Thursday, 10 July 2025: 00:30
Location: ASJE023 (Annex of the Faculty of Legal, Economic, and Social Sciences)
Oral Presentation
Konstantin MINOSKI, Ss. Cyril & Methodius University in Skopje, Republic of North Macedonia
Antoanela PETKOVSKA, Ss. Cyril & Methodius University, Macedonia
Social scientists have always tried to understand the world around them and the changes that take place within it. Such efforts to understand, explain, and discover the direction in which they occur as well as to discover the consequences of the great and traumatic changes in economic, political, cultural, and social life in European and other societies from the 18th until the 21st century. Thus, they are frequently discussed nowadays within different ideological patterns. Social change can be considered as an omnipresent phenomenon, i.e., as a normal state of affairs of societies. We can understand modern societies as unstable dynamic systems that constantly, or even more precisely asymptotically, strive to achieve stability.
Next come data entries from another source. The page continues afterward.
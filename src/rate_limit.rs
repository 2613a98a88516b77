//! Per-state request pacing.
//!
//! Each licensing board gets its own limiter allowing one request per
//! configured interval. Boards do not share a budget, so a slow state never
//! holds up requests to another.

use crate::config::RateLimitConfig;
use crate::states::StateCode;
use governor::clock::DefaultClock;
use governor::state::{InMemoryState, NotKeyed};
use governor::{Quota, RateLimiter};
use parking_lot::Mutex;
use std::collections::HashMap;
use std::sync::Arc;
use std::time::{Duration, Instant};
use tracing::debug;

type DefaultDirectRateLimiter = RateLimiter<NotKeyed, InMemoryState, DefaultClock>;

/// Minimum-interval limiter keyed by state.
pub struct StateRateLimiter {
    config: RateLimitConfig,
    /// `None` marks a state with limiting disabled (zero interval).
    limiters: Mutex<HashMap<StateCode, Option<Arc<DefaultDirectRateLimiter>>>>,
}

impl StateRateLimiter {
    /// Create a limiter from configuration.
    #[must_use]
    pub fn new(config: RateLimitConfig) -> Self {
        Self {
            config,
            limiters: Mutex::new(HashMap::new()),
        }
    }

    /// Create a limiter applying the same interval to every state.
    #[must_use]
    pub fn with_interval(interval: Duration) -> Self {
        Self::new(RateLimitConfig {
            min_interval_ms: u64::try_from(interval.as_millis()).unwrap_or(u64::MAX),
            ..RateLimitConfig::default()
        })
    }

    /// Minimum interval enforced for `state`.
    #[must_use]
    pub fn interval_for(&self, state: StateCode) -> Duration {
        self.config.interval_for(state)
    }

    fn limiter_for(&self, state: StateCode) -> Option<Arc<DefaultDirectRateLimiter>> {
        let mut limiters = self.limiters.lock();
        limiters
            .entry(state)
            .or_insert_with(|| {
                Quota::with_period(self.config.interval_for(state))
                    .map(|quota| Arc::new(RateLimiter::direct(quota)))
            })
            .clone()
    }

    /// Wait until a request to `state` may be sent.
    ///
    /// Returns immediately when the state's interval has elapsed since the
    /// previous acquire, otherwise sleeps until it has.
    pub async fn acquire(&self, state: StateCode) {
        let Some(limiter) = self.limiter_for(state) else {
            return;
        };

        if limiter.check().is_ok() {
            return;
        }

        let started = Instant::now();
        limiter.until_ready().await;
        debug!(
            "Rate limited {} for {}ms",
            state,
            started.elapsed().as_millis()
        );
    }

    /// Take a slot for `state` if one is available right now.
    pub fn try_acquire(&self, state: StateCode) -> bool {
        self.limiter_for(state)
            .map_or(true, |limiter| limiter.check().is_ok())
    }
}
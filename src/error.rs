//! Error types for license-verifier.

use thiserror::Error;

/// Result alias used throughout the crate.
pub type Result<T> = std::result::Result<T, Error>;

/// Errors produced by the verifier.
#[derive(Debug, Error)]
pub enum Error {
    /// Filesystem error.
    #[error("I/O error: {0}")]
    Io(#[from] std::io::Error),

    /// Invalid or unreadable configuration.
    #[error("Configuration error: {0}")]
    Config(String),

    /// State code not present in the registry.
    #[error("Unsupported state: {0}")]
    UnsupportedState(String),

    /// Request is missing required fields or is otherwise malformed.
    #[error("Invalid request: {0}")]
    InvalidRequest(String),

    /// A state's license or field pattern failed to compile.
    #[error("Invalid pattern for {state}: {source}")]
    Pattern {
        /// State the pattern belongs to.
        state: String,
        /// Underlying regex error.
        #[source]
        source: regex::Error,
    },

    /// Transport-level failure talking to a licensing board.
    #[error("Network error: {0}")]
    Network(String),

    /// Licensing board answered with a non-success status.
    #[error("HTTP {status} from {url}")]
    HttpStatus {
        /// Status code returned.
        status: u16,
        /// Requested URL.
        url: String,
    },

    /// Cache backend failure.
    #[error("Cache error: {0}")]
    Cache(String),

    /// JSON encoding or decoding failure.
    #[error("Serialization error: {0}")]
    Serialization(String),

    /// Batch exceeds the configured size limit.
    #[error("Batch of {size} requests exceeds the limit of {max}")]
    BatchTooLarge {
        /// Requested batch size.
        size: usize,
        /// Configured maximum.
        max: usize,
    },
}

impl Error {
    /// Whether retrying the same request may succeed.
    #[must_use]
    pub fn is_transient(&self) -> bool {
        match self {
            Self::Network(_) => true,
            Self::HttpStatus { status, .. } => *status == 429 || *status >= 500,
            _ => false,
        }
    }
}

impl From<serde_json::Error> for Error {
    fn from(e: serde_json::Error) -> Self {
        Self::Serialization(e.to_string())
    }
}

impl From<reqwest::Error> for Error {
    fn from(e: reqwest::Error) -> Self {
        Self::Network(e.to_string())
    }
}
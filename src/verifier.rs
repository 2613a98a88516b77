//! Verification orchestrator.
//!
//! Combines format validation, the result cache, per-state rate limiting and
//! the state adapters into a single entry point.

use crate::adapter::{
    FetchedPage, HttpFetcher, LookupQuery, PageFetcher, ScrapingAdapter, StateAdapter,
    StatusReport,
};
use crate::cache::{build_cache, CacheKey, CacheStats, ResultCache};
use crate::config::VerifierConfig;
use crate::error::{Error, Result};
use crate::evidence::{Evidence, EvidenceStore};
use crate::format::{normalize_license_number, FormatCheck};
use crate::rate_limit::StateRateLimiter;
use crate::result::{
    BatchOutcome, BatchReport, BatchSummary, LicenseRequest, LicenseStatus, ResultSource,
    VerificationResult,
};
use crate::states::{StateCode, StateEntry, StateInfo, StateRegistry};
use chrono::Utc;
use futures::stream::{self, StreamExt};
use std::collections::{BTreeMap, HashMap};
use std::sync::Arc;
use tracing::{debug, info, warn};

/// Cache selection made on the builder.
enum CacheChoice {
    Configured,
    Custom(Arc<dyn ResultCache>),
    Disabled,
}

/// Builder for [`LicenseVerifier`].
///
/// Everything not set explicitly is derived from the [`VerifierConfig`].
pub struct VerifierBuilder {
    config: VerifierConfig,
    registry: Option<StateRegistry>,
    fetcher: Option<Arc<dyn PageFetcher>>,
    cache: CacheChoice,
    adapters: Vec<Arc<dyn StateAdapter>>,
}
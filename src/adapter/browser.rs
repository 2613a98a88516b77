//! Headless Chromium page fetcher.

use super::{FetchedPage, PageFetcher, PageRequest, SearchStep};
use crate::config::{BrowserConfig, HttpConfig};
use crate::error::{Error, Result};
use crate::states::HttpMethod;
use async_trait::async_trait;
use chromiumoxide::browser::{Browser, BrowserConfig as LaunchConfig};
use chromiumoxide::cdp::browser_protocol::page::CaptureScreenshotFormat;
use chromiumoxide::error::CdpError;
use chromiumoxide::page::ScreenshotParams;
use chromiumoxide::Page;
use futures::StreamExt;
use std::time::Duration;
use tokio::sync::OnceCell;
use tokio::task::JoinHandle;
use tracing::{debug, info};

/// A launched browser and the task driving its DevTools connection.
struct Running {
    browser: Browser,
    handler: JoinHandle<()>,
}

impl Drop for Running {
    fn drop(&mut self) {
        self.handler.abort();
    }
}

/// Fetches pages in headless Chromium so JavaScript-only lookups work.
///
/// The browser is launched on the first fetch and shared afterwards; every
/// request gets its own tab. Chromium does not expose the HTTP status of the
/// final document, so rendered pages are reported as `200`.
pub struct BrowserFetcher {
    settings: BrowserConfig,
    timeout: Duration,
    user_agent: String,
    running: OnceCell<Running>,
}

impl BrowserFetcher {
    /// Create a fetcher. Nothing is launched until the first fetch.
    #[must_use]
    pub fn new(settings: &BrowserConfig, http: &HttpConfig) -> Self {
        Self {
            settings: settings.clone(),
            timeout: http.timeout(),
            user_agent: http.user_agent.clone(),
            running: OnceCell::new(),
        }
    }

    async fn launch(&self) -> Result<Running> {
        let mut builder = LaunchConfig::builder()
            .request_timeout(self.timeout)
            .arg(format!("--user-agent={}", self.user_agent));
        if let Some(path) = &self.settings.executable {
            builder = builder.chrome_executable(path);
        }
        if self.settings.no_sandbox {
            builder = builder.no_sandbox();
        }
        let config = builder
            .build()
            .map_err(|e| Error::Config(format!("invalid browser settings: {e}")))?;

        let (browser, mut events) = Browser::launch(config)
            .await
            .map_err(|e| Error::Config(format!("failed to launch browser: {e}")))?;
        let handler = tokio::spawn(async move {
            while let Some(event) = events.next().await {
                if let Err(e) = event {
                    debug!("Browser event error: {}", e);
                }
            }
        });

        info!(
            "Headless browser launched (settle={}ms, screenshots={})",
            self.settings.settle_ms, self.settings.screenshots
        );
        Ok(Running { browser, handler })
    }

    async fn load(&self, page: &Page, request: &PageRequest) -> Result<FetchedPage> {
        match (&request.search, request.method) {
            (Some(search), _) => {
                page.goto(request.url.as_str()).await.map_err(browser_error)?;
                tokio::time::sleep(self.settings.settle()).await;
                submit_search(page, search).await?;
            }
            (None, HttpMethod::Get) => {
                page.goto(request.url.as_str()).await.map_err(browser_error)?;
            }
            (None, HttpMethod::Post) => {
                page.evaluate(submit_form_script(request)?)
                    .await
                    .map_err(browser_error)?;
                page.wait_for_navigation().await.map_err(browser_error)?;
            }
        }
        tokio::time::sleep(self.settings.settle()).await;

        let body = page.content().await.map_err(browser_error)?;
        let url = page
            .url()
            .await
            .map_err(browser_error)?
            .unwrap_or_else(|| request.url.clone());

        let screenshot = if self.settings.screenshots {
            let params = ScreenshotParams::builder()
                .format(CaptureScreenshotFormat::Png)
                .full_page(true)
                .build();
            Some(page.screenshot(params).await.map_err(browser_error)?)
        } else {
            None
        };

        debug!(
            "Rendered {} ({} bytes, screenshot={})",
            url,
            body.len(),
            screenshot.is_some()
        );
        Ok(FetchedPage {
            url,
            status: 200,
            body,
            screenshot,
        })
    }
}

#[async_trait]
impl PageFetcher for BrowserFetcher {
    async fn fetch(&self, request: &PageRequest) -> Result<FetchedPage> {
        let running = self.running.get_or_try_init(|| self.launch()).await?;
        let page = running
            .browser
            .new_page("about:blank")
            .await
            .map_err(browser_error)?;

        // Navigation, searching, settling and the screenshot share one deadline.
        let budget = self.timeout + self.settings.settle() * 2;
        let loaded = tokio::time::timeout(budget, self.load(&page, request)).await;
        if let Err(e) = page.close().await {
            debug!("Failed to close tab for {}: {}", request.url, e);
        }

        loaded.unwrap_or_else(|_| {
            Err(Error::Network(format!(
                "browser timed out after {}s loading {}",
                budget.as_secs(),
                request.url
            )))
        })
    }

    fn supports_javascript(&self) -> bool {
        true
    }
}

/// Fill in and submit a page's search form.
async fn submit_search(page: &Page, search: &SearchStep) -> Result<()> {
    let input = page
        .find_element(search.input.as_str())
        .await
        .map_err(browser_error)?;
    input.click().await.map_err(browser_error)?;
    input.type_str(&search.value).await.map_err(browser_error)?;

    match &search.submit {
        Some(selector) => {
            page.find_element(selector.as_str())
                .await
                .map_err(browser_error)?
                .click()
                .await
                .map_err(browser_error)?;
        }
        None => {
            input.press_key("Enter").await.map_err(browser_error)?;
        }
    }
    // Results rendered in place, without a navigation, are left to the settle delay.
    page.wait_for_navigation().await.map_err(browser_error)?;
    debug!("Submitted search via {}", search.input);
    Ok(())
}

fn browser_error(e: CdpError) -> Error {
    Error::Network(format!("browser: {e}"))
}

/// Script that posts `request.form` to `request.url` from a blank tab.
fn submit_form_script(request: &PageRequest) -> Result<String> {
    let action = serde_json::to_string(&request.url)?;
    let fields = serde_json::to_string(&request.form)?;
    Ok(format!(
        "(() => {{\
            const form = document.createElement('form');\
            form.method = 'POST';\
            form.action = {action};\
            for (const [name, value] of {fields}) {{\
                const input = document.createElement('input');\
                input.type = 'hidden';\
                input.name = name;\
                input.value = value;\
                form.appendChild(input);\
            }}\
            document.body.appendChild(form);\
            form.submit();\
        }})()"
    ))
}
The tendency for stability is reflected through the action of the internal elements of the system, but also in interaction with other, external, similar systems or their aspects. Of course, the basic elements of any social system are people, their actions (individually and in groups), and the social forms that occur as a result of their in certain time and space. The Macedonian society as a part of South-East Europe is a very evident example and a severe reality experience that can be investigated as a socio-cultural reality that must be addressed from the sociological point of view, having in mind how contemporary geopolitics has a (negative) impact on it.